Caleb Mills advocated for public education in a series of influential essays in the 1800s. (Digital image © 2005 Indiana Historical Society. All Rights Reserved. Source: W. H. Bass Photo Company Collection).

I reached out to Madison to ask about the claim, attributed to the writer and consultant Aaron Renn, that Indiana “has always been poorly educated” due to “the cultural influences of large Quaker and southern-born populations at the time of Indiana’s founding.”

The Quakers? “I don’t know any basis for that statement,” said Madison, the Thomas and Kathryn Miller professor emeritus of history at Indiana University.Quite the contrary, Quakers tended to be more enthusiastic about education.”

Quakers also were pioneer Indiana’s most active abolitionists and operated some of the first schools open to African American children. “That’s indicative of the Quaker commitment to the general welfare,” Madison said.
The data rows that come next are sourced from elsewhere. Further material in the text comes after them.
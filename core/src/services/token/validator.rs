//! Token validation and principal extraction

use serde::{Deserialize, Serialize};

use crate::domain::entities::token::{Claims, USER_ID_CLAIM};
use crate::domain::entities::user::UserId;
use crate::errors::{DomainError, TokenError};

use super::codec::TokenCodec;

/// Authority granted to every authenticated user
pub const ROLE_USER: &str = "ROLE_USER";

/// Principal built from a verified access token
#[derive(Debug, Clone, PartialEq, Eq, Serialize, Deserialize)]
pub struct Authentication {
    /// Token subject (user email)
    pub subject: String,
    /// Value of the `id` claim when present
    pub user_id: Option<UserId>,
    pub authorities: Vec<String>,
}

impl Authentication {
    pub fn has_authority(&self, authority: &str) -> bool {
        self.authorities.iter().any(|a| a == authority)
    }
}

/// Checks presented tokens
#[derive(Clone)]
pub struct TokenValidator {
    codec: TokenCodec,
}

impl TokenValidator {
    pub fn new(codec: TokenCodec) -> Self {
        Self { codec }
    }

    /// True iff the token decodes with a good signature and has not expired
    pub fn is_valid(&self, token: &str) -> bool {
        self.codec.decode(token).is_ok()
    }

    /// Returns the decoded claims
    pub fn get_subject_claims(&self, token: &str) -> Result<Claims, DomainError> {
        Ok(self.codec.decode(token)?)
    }

    /// Returns the numeric `id` claim
    ///
    /// # Returns
    ///
    /// * `Err(TokenError::MissingClaim)` - The claim is absent or not an integer
    pub fn get_user_id(&self, token: &str) -> Result<UserId, DomainError> {
        let claims = self.get_subject_claims(token)?;
        claims.user_id().ok_or_else(|| {
            TokenError::MissingClaim {
                claim: USER_ID_CLAIM.to_string(),
            }
            .into()
        })
    }

    /// Builds the request principal for a bearer token
    pub fn get_authentication(&self, token: &str) -> Result<Authentication, DomainError> {
        let claims = self.get_subject_claims(token)?;
        Ok(Authentication {
            user_id: claims.user_id(),
            subject: claims.sub,
            authorities: vec![ROLE_USER.to_string()],
        })
    }
}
Renn is right that much of Indiana’s early population was southern-born. All but nine of the 43 delegates to the state’s first constitutional convention previously lived in the South, Madison writes in “Hoosiers: A New History of Indiana.” And formal education was plain scarce in backwoods Indiana. Abraham Lincoln, who lived in the state from age 7 to 21, attended school for less than 12 months. In 1840, Indiana recorded the highest rate of illiteracy north of the Ohio River, Madison said.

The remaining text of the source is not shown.